— What to work on —
Please return all lines in the listing holding the word "Copy".

____

//! Damage-factor calculators, one per mechanism.
//!
//! Each calculator is a pure function of the asset snapshot, the inspection
//! confidence and the resolved design basis. A calculator either returns a
//! [`MechanismAssessment`] or a [`CalcError::UndefinedMechanismInput`] naming
//! the input it could not use; it never falls back to a zero factor.

pub mod bayes;
pub mod cui;
pub mod external;
pub mod fatigue;
pub mod scc;
pub mod thinning;

use crate::core::{AssetContext, CrackingVariant, DataConfidence, MechanismKind};
use crate::errors::CalcError;
use crate::material::DesignBasis;
use chrono::{DateTime, Utc};
use serde::{Deserialize, Serialize};

/// A computed damage factor for one mechanism.
#[derive(Debug, Clone, PartialEq, Serialize, Deserialize)]
pub struct DamageFactor {
    pub mechanism: MechanismKind,
    pub value: f64,
    /// The inputs the value was derived from.
    pub evidence: DamageEvidence,
    pub computed_at: DateTime<Utc>,
}

impl DamageFactor {
    pub fn from_assessment(
        mechanism: MechanismKind,
        assessment: MechanismAssessment,
        computed_at: DateTime<Utc>,
    ) -> Self {
        Self {
            mechanism,
            value: assessment.value,
            evidence: assessment.evidence,
            computed_at,
        }
    }

    /// Equality ignoring `computed_at`.
    pub fn same_value(&self, other: &DamageFactor) -> bool {
        self.mechanism == other.mechanism
            && self.value.to_bits() == other.value.to_bits()
            && self.evidence == other.evidence
    }
}

/// Calculator output before it is stamped with a mechanism and timestamp.
#[derive(Debug, Clone, PartialEq)]
pub struct MechanismAssessment {
    pub value: f64,
    pub evidence: DamageEvidence,
}

impl MechanismAssessment {
    pub(crate) fn new(value: f64, evidence: DamageEvidence) -> Self {
        Self {
            value: value.max(0.0),
            evidence,
        }
    }
}

#[derive(Debug, Clone, PartialEq, Serialize, Deserialize)]
#[serde(tag = "kind", rename_all = "snake_case")]
pub enum DamageEvidence {
    Thinning(ThinningEvidence),
    /// Shared by external corrosion and CUI.
    WallLoss(WallLossEvidence),
    Cracking(CrackingEvidence),
    Fatigue(FatigueEvidence),
}

#[derive(Debug, Clone, Copy, PartialEq, Eq, Serialize, Deserialize)]
#[serde(rename_all = "snake_case")]
pub enum RateSource {
    Measured,
    Entered,
    Estimated,
}

#[derive(Debug, Clone, PartialEq, Serialize, Deserialize)]
pub struct ThinningEvidence {
    pub corrosion_rate_mm_y: f64,
    pub rate_source: RateSource,
    pub age_years: f64,
    pub reading_thickness_mm: f64,
    pub min_thickness_mm: f64,
    pub art: f64,
    pub strength_ratio: f64,
    pub posterior: [f64; 3],
    pub base_df: f64,
    /// Combined injection point / dead leg / monitoring multiplier.
    pub adjustment: f64,
    pub lining_df: Option<f64>,
}

#[derive(Debug, Clone, PartialEq, Serialize, Deserialize)]
pub struct WallLossEvidence {
    pub base_rate_mm_y: f64,
    pub corrosion_rate_mm_y: f64,
    pub exposure_years: f64,
    pub coating_credit_years: f64,
    pub reading_thickness_mm: f64,
    pub min_thickness_mm: f64,
    pub art: f64,
    pub strength_ratio: f64,
    pub posterior: [f64; 3],
}

#[derive(Debug, Clone, Copy, PartialEq, Eq, PartialOrd, Ord, Serialize, Deserialize)]
#[serde(rename_all = "snake_case")]
pub enum Susceptibility {
    None,
    Low,
    Medium,
    High,
}

#[derive(Debug, Clone, PartialEq, Serialize, Deserialize)]
pub struct CrackingEvidence {
    pub variant: Option<CrackingVariant>,
    pub susceptibility: Susceptibility,
    pub severity_index: u32,
    pub base_df: f64,
    pub age_years: f64,
    pub uncertainty_factor: f64,
}

#[derive(Debug, Clone, PartialEq, Serialize, Deserialize)]
pub struct FatigueEvidence {
    pub previous_failures: f64,
    pub shaking: f64,
    pub cyclic_load: f64,
    pub base_df: f64,
    pub modifiers: f64,
    pub uncertainty_factor: f64,
}

/// One damage-mechanism model.
pub trait DamageCalculator: Sync {
    fn mechanism(&self) -> MechanismKind;

    fn calculate(
        &self,
        ctx: &AssetContext,
        confidence: DataConfidence,
        basis: &DesignBasis,
    ) -> Result<MechanismAssessment, CalcError>;
}

pub struct ThinningCalculator;
pub struct ExternalCorrosionCalculator;
pub struct ExternalClSccCalculator;
pub struct InternalSccCalculator;
pub struct FatigueCalculator;
pub struct CuiCalculator;

impl DamageCalculator for ThinningCalculator {
    fn mechanism(&self) -> MechanismKind {
        MechanismKind::Thinning
    }

    fn calculate(
        &self,
        ctx: &AssetContext,
        confidence: DataConfidence,
        basis: &DesignBasis,
    ) -> Result<MechanismAssessment, CalcError> {
        thinning::calculate(ctx, confidence, basis)
    }
}

impl DamageCalculator for ExternalCorrosionCalculator {
    fn mechanism(&self) -> MechanismKind {
        MechanismKind::ExternalCorrosion
    }

    fn calculate(
        &self,
        ctx: &AssetContext,
        confidence: DataConfidence,
        basis: &DesignBasis,
    ) -> Result<MechanismAssessment, CalcError> {
        external::calculate(ctx, confidence, basis)
    }
}

impl DamageCalculator for ExternalClSccCalculator {
    fn mechanism(&self) -> MechanismKind {
        MechanismKind::ExternalClScc
    }

    fn calculate(
        &self,
        ctx: &AssetContext,
        confidence: DataConfidence,
        _basis: &DesignBasis,
    ) -> Result<MechanismAssessment, CalcError> {
        scc::external_cl_scc(ctx, confidence)
    }
}

impl DamageCalculator for InternalSccCalculator {
    fn mechanism(&self) -> MechanismKind {
        MechanismKind::InternalSccSohic
    }

    fn calculate(
        &self,
        ctx: &AssetContext,
        confidence: DataConfidence,
        _basis: &DesignBasis,
    ) -> Result<MechanismAssessment, CalcError> {
        scc::internal_scc(ctx, confidence)
    }
}

impl DamageCalculator for FatigueCalculator {
    fn mechanism(&self) -> MechanismKind {
        MechanismKind::MechanicalFatigue
    }

    fn calculate(
        &self,
        ctx: &AssetContext,
        confidence: DataConfidence,
        _basis: &DesignBasis,
    ) -> Result<MechanismAssessment, CalcError> {
        fatigue::calculate(ctx, confidence)
    }
}

impl DamageCalculator for CuiCalculator {
    fn mechanism(&self) -> MechanismKind {
        MechanismKind::Cui
    }

    fn calculate(
        &self,
        ctx: &AssetContext,
        confidence: DataConfidence,
        basis: &DesignBasis,
    ) -> Result<MechanismAssessment, CalcError> {
        cui::calculate(ctx, confidence, basis)
    }
}

/// The calculator registered for a mechanism.
pub fn calculator_for(mechanism: MechanismKind) -> &'static dyn DamageCalculator {
    match mechanism {
        MechanismKind::Thinning => &ThinningCalculator,
        MechanismKind::ExternalCorrosion => &ExternalCorrosionCalculator,
        MechanismKind::ExternalClScc => &ExternalClSccCalculator,
        MechanismKind::InternalSccSohic => &InternalSccCalculator,
        MechanismKind::MechanicalFatigue => &FatigueCalculator,
        MechanismKind::Cui => &CuiCalculator,
    }
}

/// Piecewise-linear table lookup. Zero outside the tabulated span.
pub(crate) fn interpolate_rate(temperatures: &[f64], rates: &[f64], temperature_c: f64) -> f64 {
    debug_assert_eq!(temperatures.len(), rates.len());
    let (Some(first), Some(last)) = (temperatures.first(), temperatures.last()) else {
        return 0.0;
    };
    if !temperature_c.is_finite() || temperature_c < *first || temperature_c > *last {
        return 0.0;
    }

    temperatures
        .windows(2)
        .zip(rates.windows(2))
        .find(|(t, _)| temperature_c >= t[0] && temperature_c <= t[1])
        .map(|(t, r)| {
            if t[1] == t[0] {
                r[0]
            } else {
                r[0] + (temperature_c - t[0]) / (t[1] - t[0]) * (r[1] - r[0])
            }
        })
        .unwrap_or(rates[0])
}

/// Minimum thickness from the basis, or the named failure.
pub(crate) fn required_min_thickness(
    mechanism: MechanismKind,
    basis: &DesignBasis,
) -> Result<f64, CalcError> {
    match basis.min_thickness_mm {
        Some(tmin) if tmin.is_finite() && tmin > 0.0 => Ok(tmin),
        Some(tmin) => Err(CalcError::out_of_domain(
            mechanism,
            "minimum_thickness",
            format!("must be positive, got {}", tmin),
        )),
        None => Err(CalcError::missing(mechanism, "minimum_thickness")),
    }
}

pub(crate) fn required_reading_thickness(
    mechanism: MechanismKind,
    ctx: &AssetContext,
) -> Result<f64, CalcError> {
    let t_rdi = ctx.reading_thickness_mm();
    if t_rdi.is_finite() && t_rdi > 0.0 {
        Ok(t_rdi)
    } else {
        Err(CalcError::out_of_domain(
            mechanism,
            "reading_thickness",
            format!("must be positive, got {}", t_rdi),
        ))
    }
}

pub(crate) fn required_age(mechanism: MechanismKind, ctx: &AssetContext) -> Result<f64, CalcError> {
    ctx.age_since_inspection()
        .ok_or_else(|| CalcError::missing(mechanism, "last_inspection_date"))
}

____

— Solution to this problem —
#[derive(Debug, Clone, Copy, PartialEq, Eq, Serialize, Deserialize)]
#[derive(Debug, Clone, Copy, PartialEq, Eq, PartialOrd, Ord, Serialize, Deserialize)]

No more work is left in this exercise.